Task statement. The lines to copy are those in the records below that hold the word "could".

(Saved data entries)
----
//! Chamber Core - DSP primitives for the chamber reverb engine
//!
//! The pieces here are shared by every stage in `chamber-effects`:
//!
//! ## Filters
//!
//! - [`FilterDesigner`] - One cookbook biquad design serving many independent
//!   voices, each addressed by a [`VoiceHandle`]
//! - [`Coefficients`] / [`VoiceState`] - The pure `(coefficients, state, x)`
//!   transfer function underneath it
//!
//! ## Buffers and randomness
//!
//! - [`SampleRing`] - Fixed-capacity circular buffer with integer tap reads
//! - [`Lcg`] - Seedable generator for tap placement and jitter
//!
//! ## Hosting
//!
//! - [`Effect`] - Object-safe mono processing trait
//!
//! # no_std Support
//!
//! Disable the default `std` feature to build for embedded targets; the
//! crate still needs `alloc` for voice arenas and delay buffers.
//!
//! ```toml
//! [dependencies]
//! chamber-core = { version = "0.1", default-features = false }
//! ```
//!
//! # Design Principles
//!
//! - **Real-time safe**: Allocation happens in constructors and `register`,
//!   never in `process`
//! - **Checked voices**: processing an unregistered voice is an error, not a
//!   silent zero
//! - **Eager design**: coefficients are recomputed by setters, never per sample

#![cfg_attr(not(feature = "std"), no_std)]

#[cfg(not(feature = "std"))]
extern crate alloc;

pub mod designer;
pub mod effect;
pub mod error;
pub mod math;
pub mod ring;
pub mod rng;

pub use designer::{
    Coefficients, FilterDesigner, FilterSpec, MAX_VOICE_SLOTS, ResponseType, UNITY_GAIN,
    VoiceHandle, VoiceState, gain_from_db,
};
pub use effect::Effect;
pub use error::FilterError;
pub use math::{equal_power, flush_denormal, slew_toward};
pub use ring::SampleRing;
pub use rng::{DEFAULT_SEED, Lcg};
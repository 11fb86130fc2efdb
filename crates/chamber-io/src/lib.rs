//! File I/O and offline rendering for chamber.
//!
//! - **WAV file I/O**: [`read_mono`] folds any file to one channel,
//!   [`write_mono`] saves one
//! - **Offline rendering**: [`render`] runs a buffer (plus a silent tail)
//!   through any [`Effect`](chamber_core::Effect) in blocks
//! - **Level statistics**: [`SignalStats`] for RMS and peak reporting
//!
//! ## Quick Start
//!
//! ```rust,ignore
//! use chamber_effects::{Room, RoomSettings};
//! use chamber_io::{BitDepth, read_mono, render, write_mono};
//!
//! let dry = read_mono("dry.wav")?;
//! let settings = RoomSettings { sample_rate: dry.sample_rate as f32, ..Default::default() };
//! let (mut room, _controller) = Room::new(settings)?;
//!
//! let wet = render(&mut room, &dry.samples, dry.sample_rate as usize * 2, 512, |_| {});
//! write_mono("wet.wav", &wet, dry.sample_rate, BitDepth::Int24)?;
//! ```

mod render;
mod wav;

pub use render::{SignalStats, render};
pub use wav::{BitDepth, MonoClip, read_mono, write_mono};

/// Error types for audio file operations.
#[derive(Debug, thiserror::Error)]
pub enum Error {
    /// WAV file read/write error.
    #[error("WAV file error: {0}")]
    Wav(#[from] hound::Error),

    /// The requested bit depth is not supported for writing.
    #[error("Unsupported bit depth: {0} (expected 16, 24 or 32)")]
    UnsupportedBitDepth(u16),
}

/// Convenience result type for audio file operations.
pub type Result<T> = std::result::Result<T, Error>;
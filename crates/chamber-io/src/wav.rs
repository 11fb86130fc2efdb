//! Mono WAV files.
//!
//! The reverb runs on a single channel. Reading folds every channel of the
//! source into one by averaging each frame; writing always produces a
//! one-channel file.

use crate::{Error, Result};
use hound::{SampleFormat, WavReader, WavWriter};
use std::path::Path;

/// Sample encoding for written files.
#[derive(Debug, Clone, Copy, Default, PartialEq, Eq)]
pub enum BitDepth {
    /// 16-bit integer PCM.
    Int16,
    /// 24-bit integer PCM.
    Int24,
    /// 32-bit IEEE float.
    #[default]
    Float32,
}

impl BitDepth {
    /// Bits per sample.
    pub fn bits(self) -> u16 {
        match self {
            BitDepth::Int16 => 16,
            BitDepth::Int24 => 24,
            BitDepth::Float32 => 32,
        }
    }

    fn hound_spec(self, sample_rate: u32) -> hound::WavSpec {
        hound::WavSpec {
            channels: 1,
            sample_rate,
            bits_per_sample: self.bits(),
            sample_format: match self {
                BitDepth::Float32 => SampleFormat::Float,
                BitDepth::Int16 | BitDepth::Int24 => SampleFormat::Int,
            },
        }
    }
}

impl TryFrom<u16> for BitDepth {
    type Error = Error;

    fn try_from(bits: u16) -> Result<Self> {
        match bits {
            16 => Ok(BitDepth::Int16),
            24 => Ok(BitDepth::Int24),
            32 => Ok(BitDepth::Float32),
            other => Err(Error::UnsupportedBitDepth(other)),
        }
    }
}

/// A file folded down to one channel.
#[derive(Debug, Clone, PartialEq)]
pub struct MonoClip {
    /// One sample per source frame, in `[-1, 1]` for integer sources.
    pub samples: Vec<f32>,
    /// Sample rate in Hz.
    pub sample_rate: u32,
    /// Channel count of the file before folding.
    pub source_channels: u16,
    /// Bit depth of the file.
    pub source_bits: u16,
}

impl MonoClip {
    /// Length in seconds.
    pub fn duration_secs(&self) -> f64 {
        self.samples.len() as f64 / f64::from(self.sample_rate)
    }
}

/// Read a WAV file as a mono clip.
///
/// A trailing partial frame is dropped.
pub fn read_mono<P: AsRef<Path>>(path: P) -> Result<MonoClip> {
    let reader = WavReader::open(path)?;
    let spec = reader.spec();
    let channels = usize::from(spec.channels.max(1));

    let samples = match spec.sample_format {
        SampleFormat::Float => fold_frames(reader.into_samples::<f32>(), channels)?,
        SampleFormat::Int => {
            let scale = 1.0 / (1u64 << (spec.bits_per_sample - 1)) as f32;
            fold_frames(
                reader
                    .into_samples::<i32>()
                    .map(|s| s.map(|v| v as f32 * scale)),
                channels,
            )?
        }
    };

    tracing::debug!(
        frames = samples.len(),
        channels,
        sample_rate = spec.sample_rate,
        "wav folded to mono"
    );
    Ok(MonoClip {
        samples,
        sample_rate: spec.sample_rate,
        source_channels: spec.channels,
        source_bits: spec.bits_per_sample,
    })
}

fn fold_frames<I>(samples: I, channels: usize) -> Result<Vec<f32>>
where
    I: Iterator<Item = hound::Result<f32>>,
{
    let norm = 1.0 / channels as f32;
    let mut mono = Vec::with_capacity(samples.size_hint().0 / channels);
    let mut frame = 0.0;
    let mut filled = 0;
    for sample in samples {
        frame += sample?;
        filled += 1;
        if filled == channels {
            mono.push(frame * norm);
            frame = 0.0;
            filled = 0;
        }
    }
    Ok(mono)
}

/// Write a mono WAV file. Integer depths clip at full scale.
pub fn write_mono<P: AsRef<Path>>(
    path: P,
    samples: &[f32],
    sample_rate: u32,
    depth: BitDepth,
) -> Result<()> {
    let mut writer = WavWriter::create(path, depth.hound_spec(sample_rate))?;

    match depth {
        BitDepth::Float32 => {
            for &sample in samples {
                writer.write_sample(sample)?;
            }
        }
        BitDepth::Int16 | BitDepth::Int24 => {
            let full_scale = (1i32 << (depth.bits() - 1)) as f32;
            for &sample in samples {
                let code = (sample * full_scale).clamp(-full_scale, full_scale - 1.0);
                writer.write_sample(code as i32)?;
            }
        }
    }

    writer.finalize()?;
    Ok(())
}
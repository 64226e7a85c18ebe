//! Error types for PDF export.

use thiserror::Error;

/// Errors surfaced by the PDF serializer.
///
/// A returned error means the export was aborted and no partial artifact
/// was produced. Per-element image failures are handled inside the walk
/// (logged and skipped) and never reach this type.
#[derive(Debug, Error)]
pub enum ExportError {
    /// The PDF backend failed to build or serialize the document.
    #[error("PDF generation failed: {0}")]
    Pdf(String),

    /// An embedded font could not be loaded.
    #[error("font error: {0}")]
    Font(String),

    /// The output file could not be written.
    #[error("failed to write output file: {0}")]
    Io(#[from] std::io::Error),
}

pub type ExportResult<T> = Result<T, ExportError>;
use base64::Engine as _;
use folio_core::elements::{
    Color, Divider, DividerStyle, Drawing, Element, FitMode, FontFace, FontFamily, HeaderMode,
    Shape, ShapeKind, Table, Text, TextAlign,
};
use folio_core::Document;
use kurbo::Point;
use printpdf::{
    calculate_points_for_circle, BuiltinFont, Color as PdfColor, ImageTransform, IndirectFontRef,
    Line, LineDashPattern, Mm, PdfDocument, PdfDocumentReference, PdfLayerReference, Pt, Rgb,
};

use crate::error::{ExportError, ExportResult};
use crate::metrics;

const PLACEHOLDER_FILL: Color = Color {
    r: 245,
    g: 245,
    b: 245,
    a: 255,
};
const PLACEHOLDER_BORDER: Color = Color {
    r: 153,
    g: 153,
    b: 153,
    a: 255,
};
const TABLE_FONT_SIZE: f64 = 10.0;
const LINE_SPACING: f64 = 1.2;

/// Build `${sanitized_title}.pdf`: every whitespace character becomes an
/// underscore, an empty title falls back to "document".
pub fn output_file_name(title: &str) -> String {
    let trimmed = title.trim();
    if trimmed.is_empty() {
        return "document.pdf".into();
    }
    let sanitized: String = trimmed
        .chars()
        .map(|c| if c.is_whitespace() { '_' } else { c })
        .collect();
    format!("{sanitized}.pdf")
}

/// Serializes a [`Document`] into a PDF.
///
/// Reduced fidelity relative to screen rendering: tables draw border, grid
/// and cell text only, and element `rotation`/`opacity` are not applied
/// (hidden elements are skipped). See the module docs for the full list.
#[derive(Debug, Default)]
pub struct PdfExporter;

impl PdfExporter {
    pub fn new() -> Self {
        Self
    }

    /// Export the whole document to PDF bytes.
    ///
    /// # Errors
    ///
    /// Any backend failure aborts the export with no partial artifact.
    /// Per-element image failures are logged and skipped instead.
    pub fn export(&self, document: &Document) -> ExportResult<Vec<u8>> {
        let size = document.page_dimensions();
        let (doc, first_page, first_layer) = PdfDocument::new(
            &document.title,
            mm(size.width),
            mm(size.height),
            "Layer 1",
        );
        let fonts = Fonts::load(&doc)?;

        for (index, page) in document.pages.iter().enumerate() {
            let layer = if index == 0 {
                doc.get_page(first_page).get_layer(first_layer)
            } else {
                let (page_idx, layer_idx) =
                    doc.add_page(mm(size.width), mm(size.height), "Layer 1");
                doc.get_page(page_idx).get_layer(layer_idx)
            };
            let ctx = PageCtx {
                layer,
                height: size.height,
                fonts: &fonts,
            };
            for element in &page.elements {
                if !element.meta().visible {
                    continue;
                }
                render_element(element, &ctx);
            }
        }

        doc.save_to_bytes()
            .map_err(|e| ExportError::Pdf(e.to_string()))
    }

    /// Export into `dir`, named from the sanitized document title.
    /// Returns the written path.
    pub fn export_to_file(&self, document: &Document, dir: &Path) -> ExportResult<PathBuf> {
        let bytes = self.export(document)?;
        let path = dir.join(output_file_name(&document.title));
        std::fs::write(&path, bytes)?;
        Ok(path)
    }
}

/// The builtin faces, loaded once per export.
struct Fonts {
    helvetica: [IndirectFontRef; 4],
    times: [IndirectFontRef; 4],
    courier: [IndirectFontRef; 4],
}
//! External payload boundaries: palette drops and image uploads.
//!
//! Drag sources describe the element to create as a small JSON object; a
//! tolerant parser maps it onto a defaulted element at the drop point.
//! Uploaded images are validated by MIME type and inlined as data URIs so
//! documents stay self-contained.

use crate::document::Document;
use crate::elements::{
    CellAddr, Element, HeaderMode, Shape, ShapeKind, Table, TableStyle, Text,
};
use crate::error::DocumentError;
use base64::Engine as _;
use kurbo::Point;
use serde_json::Value;

/// Parse a palette drop payload into a new element at `at`.
///
/// Recognized payloads: `{"type":"text"}`, `{"type":"shape","shapeType":...}`
/// and `{"type":"table","rows":...,"columns":...}`. Missing optional fields
/// fall back to the same defaults the toolbar uses.
pub fn parse_drop_payload(
    json: &str,
    at: Point,
    doc: &Document,
) -> Result<Element, DocumentError> {
    let value: Value = serde_json::from_str(json)
        .map_err(|e| DocumentError::InvalidDropPayload(e.to_string()))?;
    let kind = value
        .get("type")
        .and_then(Value::as_str)
        .ok_or_else(|| DocumentError::InvalidDropPayload("missing \"type\" field".into()))?;

    match kind {
        "text" => {
            let mut text = Text::new(at, String::new());
            text.color = doc.default_text_color;
            text.font_family = doc.default_font_family;
            text.font_size = doc.default_font_size;
            if let Some(content) = value.get("content").and_then(Value::as_str) {
                text.content = content.to_string();
            }
            Ok(Element::Text(text))
        }
        "shape" => {
            let shape_kind = match value.get("shapeType").and_then(Value::as_str) {
                Some("circle") => ShapeKind::Circle,
                Some("line") => ShapeKind::Line,
                Some("rectangle") | None => ShapeKind::Rectangle,
                Some(other) => {
                    return Err(DocumentError::InvalidDropPayload(format!(
                        "unknown shape type {other:?}"
                    )));
                }
            };
            Ok(Element::Shape(Shape::new(shape_kind, at)))
        }
        "table" => {
            let rows = value
                .get("rows")
                .and_then(Value::as_u64)
                .map_or(3, |n| n.max(1) as usize);
            let columns = value
                .get("columns")
                .and_then(Value::as_u64)
                .map_or(3, |n| n.max(1) as usize);
            let mut table = Table::new(at, rows, columns);
            // Optional presentation fields; unrecognized values keep defaults.
            match value.get("headerType").and_then(Value::as_str) {
                Some("none") => table.header_mode = HeaderMode::None,
                Some("row") => table.header_mode = HeaderMode::Row,
                _ => {}
            }
            match value.get("tableStyle").and_then(Value::as_str) {
                Some("default") => table.style = TableStyle::Default,
                Some("striped") => table.style = TableStyle::Striped,
                Some("minimal") => table.style = TableStyle::Minimal,
                _ => {}
            }
            if let Some(data) = value.get("data") {
                seed_table_data(&mut table, data);
            }
            Ok(Element::Table(table))
        }
        other => Err(DocumentError::InvalidDropPayload(format!(
            "unknown element type {other:?}"
        ))),
    }
}

/// Fill a table's grid from a payload `data` object (`headers` + `rows`
/// string arrays), clamped to the table's declared dimensions.
fn seed_table_data(table: &mut Table, data: &Value) {
    if let Some(headers) = data.get("headers").and_then(Value::as_array) {
        for (col, header) in headers.iter().enumerate().take(table.columns) {
            if let Some(text) = header.as_str() {
                table.data.headers[col] = text.to_string();
            }
        }
    }
    if let Some(rows) = data.get("rows").and_then(Value::as_array) {
        for (row, cells) in rows.iter().enumerate().take(table.rows) {
            let Some(cells) = cells.as_array() else {
                continue;
            };
            for (col, cell) in cells.iter().enumerate().take(table.columns) {
                if let Some(text) = cell.as_str() {
                    table.set_cell(CellAddr::new(row as i32, col), text.to_string());
                }
            }
        }
    }
}

/// Validate an uploaded file and inline it as a base64 data URI.
///
/// Accepts anything with an `image/*` MIME type; SVG sneaks through some
/// browsers as `text/svg+xml`, so any type mentioning svg is accepted too.
pub fn validate_image_upload(mime: &str, bytes: &[u8]) -> Result<String, DocumentError> {
    if !(mime.starts_with("image/") || mime.contains("svg")) {
        return Err(DocumentError::UnsupportedFileType(mime.to_string()));
    }
    let encoded = base64::engine::general_purpose::STANDARD.encode(bytes);
    Ok(format!("data:{mime};base64,{encoded}"))
}
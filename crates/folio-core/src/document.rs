//! Document model and transactional store operations.

use crate::elements::{Color, Element, ElementId, FontFamily};
use crate::error::DocumentError;
use crate::page::{resolve_page_size, Orientation, Page, PageSize};
use kurbo::{Size, Vec2};
use serde::{Deserialize, Serialize};

/// Offset applied to duplicated elements so the clone is visibly distinct.
pub const DUPLICATE_OFFSET: Vec2 = Vec2::new(20.0, 20.0);

/// Direction for adjacent z-order swaps.
#[derive(Debug, Clone, Copy, PartialEq, Eq)]
pub enum ZDirection {
    /// Towards the front (later in paint order).
    Up,
    /// Towards the back (earlier in paint order).
    Down,
}

/// A composed document: settings plus an ordered list of pages.
///
/// Every mutation validates its inputs before touching any state, so a
/// failed operation leaves the document unchanged. Elements are replaced
/// whole by id rather than patched in place, which keeps updates atomic and
/// preserves z-order under update.
#[derive(Debug, Clone, Serialize, Deserialize)]
pub struct Document {
    pub title: String,
    pub page_size: PageSize,
    pub orientation: Orientation,
    /// Custom page width in millimeters, used when `page_size` is `Custom`.
    pub custom_width: f64,
    /// Custom page height in millimeters.
    pub custom_height: f64,
    pub default_text_color: Color,
    pub default_font_family: FontFamily,
    pub default_font_size: f64,
    pub pages: Vec<Page>,
    /// Index of the active page. Always valid: `0..pages.len()`.
    pub current_page: usize,
}

impl Document {
    /// Create a document with a single empty page.
    pub fn new() -> Self {
        Self {
            title: "Untitled".to_string(),
            page_size: PageSize::default(),
            orientation: Orientation::default(),
            custom_width: 210.0,
            custom_height: 297.0,
            default_text_color: Color::black(),
            default_font_family: FontFamily::default(),
            default_font_size: 16.0,
            pages: vec![Page::new()],
            current_page: 0,
        }
    }

    /// Resolved page dimensions in points.
    pub fn page_dimensions(&self) -> Size {
        resolve_page_size(
            self.page_size,
            self.orientation,
            Size::new(self.custom_width, self.custom_height),
        )
    }

    /// The active page.
    pub fn active_page(&self) -> &Page {
        &self.pages[self.current_page]
    }

    fn active_page_mut(&mut self) -> &mut Page {
        &mut self.pages[self.current_page]
    }

    /// Look up an element by id on the active page.
    pub fn element(&self, id: ElementId) -> Option<&Element> {
        self.active_page().get(id)
    }

    fn id_exists_anywhere(&self, id: ElementId) -> bool {
        self.pages.iter().any(|p| p.contains(id))
    }

    /// Append an element to the active page (topmost z-order).
    ///
    /// Fails with [`DocumentError::InvalidElement`] if the id already exists
    /// anywhere in the document.
    pub fn add_element(&mut self, element: Element) -> Result<(), DocumentError> {
        let id = element.id();
        if self.id_exists_anywhere(id) {
            return Err(DocumentError::InvalidElement(id));
        }
        self.active_page_mut().elements.push(element);
        Ok(())
    }

    /// Replace the element sharing `element.id()` on the active page.
    ///
    /// Silently ignored when the id is absent; callers are expected to hold
    /// a live id. The element keeps its array position, so z-order is stable
    /// under update.
    pub fn update_element(&mut self, element: Element) {
        let page = self.active_page_mut();
        if let Some(idx) = page.index_of(element.id()) {
            page.elements[idx] = element;
        }
    }

    /// Remove an element from the active page.
    /// Returns the removed element, or `None` if the id was absent.
    pub fn delete_element(&mut self, id: ElementId) -> Option<Element> {
        let page = self.active_page_mut();
        let idx = page.index_of(id)?;
        Some(page.elements.remove(idx))
    }

    /// Clone an element with a fresh id, offset by `DUPLICATE_OFFSET`, and
    /// append it to the end of the page (top z-order).
    /// Returns the new element's id.
    pub fn duplicate_element(&mut self, id: ElementId) -> Option<ElementId> {
        let source = self.active_page().get(id)?.clone();
        let mut clone = source;
        clone.regenerate_id();
        clone.set_position(clone.position() + DUPLICATE_OFFSET);
        let new_id = clone.id();
        self.active_page_mut().elements.push(clone);
        Some(new_id)
    }

    /// Swap an element with its neighbor in paint order. This is an adjacent
    /// swap, not an insertion: no-op at either boundary.
    /// Returns true if a swap happened.
    pub fn move_element(&mut self, id: ElementId, direction: ZDirection) -> bool {
        let page = self.active_page_mut();
        let Some(idx) = page.index_of(id) else {
            return false;
        };
        match direction {
            ZDirection::Up if idx + 1 < page.elements.len() => {
                page.elements.swap(idx, idx + 1);
                true
            }
            ZDirection::Down if idx > 0 => {
                page.elements.swap(idx, idx - 1);
                true
            }
            _ => false,
        }
    }

    /// Move an element to the end of the paint order (topmost).
    pub fn bring_to_front(&mut self, id: ElementId) -> bool {
        let page = self.active_page_mut();
        let Some(idx) = page.index_of(id) else {
            return false;
        };
        let element = page.elements.remove(idx);
        page.elements.push(element);
        true
    }

    /// Move an element to the start of the paint order (bottommost).
    pub fn send_to_back(&mut self, id: ElementId) -> bool {
        let page = self.active_page_mut();
        let Some(idx) = page.index_of(id) else {
            return false;
        };
        let element = page.elements.remove(idx);
        page.elements.insert(0, element);
        true
    }

    /// Append a new empty page and make it active.
    pub fn add_page(&mut self) {
        self.pages.push(Page::new());
        self.current_page = self.pages.len() - 1;
    }

    /// Delete the page at `index`.
    ///
    /// Fails with [`DocumentError::CannotDeleteLastPage`] on the only
    /// remaining page. When the active page goes away the active index
    /// re-targets to `min(index, pages.len() - 1)`.
    pub fn delete_page(&mut self, index: usize) -> Result<(), DocumentError> {
        if index >= self.pages.len() {
            return Err(DocumentError::PageOutOfRange(index));
        }
        if self.pages.len() == 1 {
            return Err(DocumentError::CannotDeleteLastPage);
        }
        self.pages.remove(index);
        if index < self.current_page {
            self.current_page -= 1;
        } else if index == self.current_page {
            self.current_page = index.min(self.pages.len() - 1);
        }
        Ok(())
    }

    /// Switch the active page.
    pub fn change_page(&mut self, index: usize) -> Result<(), DocumentError> {
        if index >= self.pages.len() {
            return Err(DocumentError::PageOutOfRange(index));
        }
        self.current_page = index;
        Ok(())
    }

    /// Empty the active page's element list, preserving the page identity.
    pub fn clear_page(&mut self) {
        self.active_page_mut().elements.clear();
    }

    /// Serialize the document to JSON.
    pub fn to_json(&self) -> Result<String, DocumentError> {
        Ok(serde_json::to_string_pretty(self)?)
    }

    /// Deserialize a document from JSON.
    pub fn from_json(json: &str) -> Result<Self, DocumentError> {
        Ok(serde_json::from_str(json)?)
    }
}

impl Default for Document {
    fn default() -> Self {
        Self::new()
    }
}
----
Problem solution.
    /// An embedded font could not be loaded.
    /// The output file could not be written.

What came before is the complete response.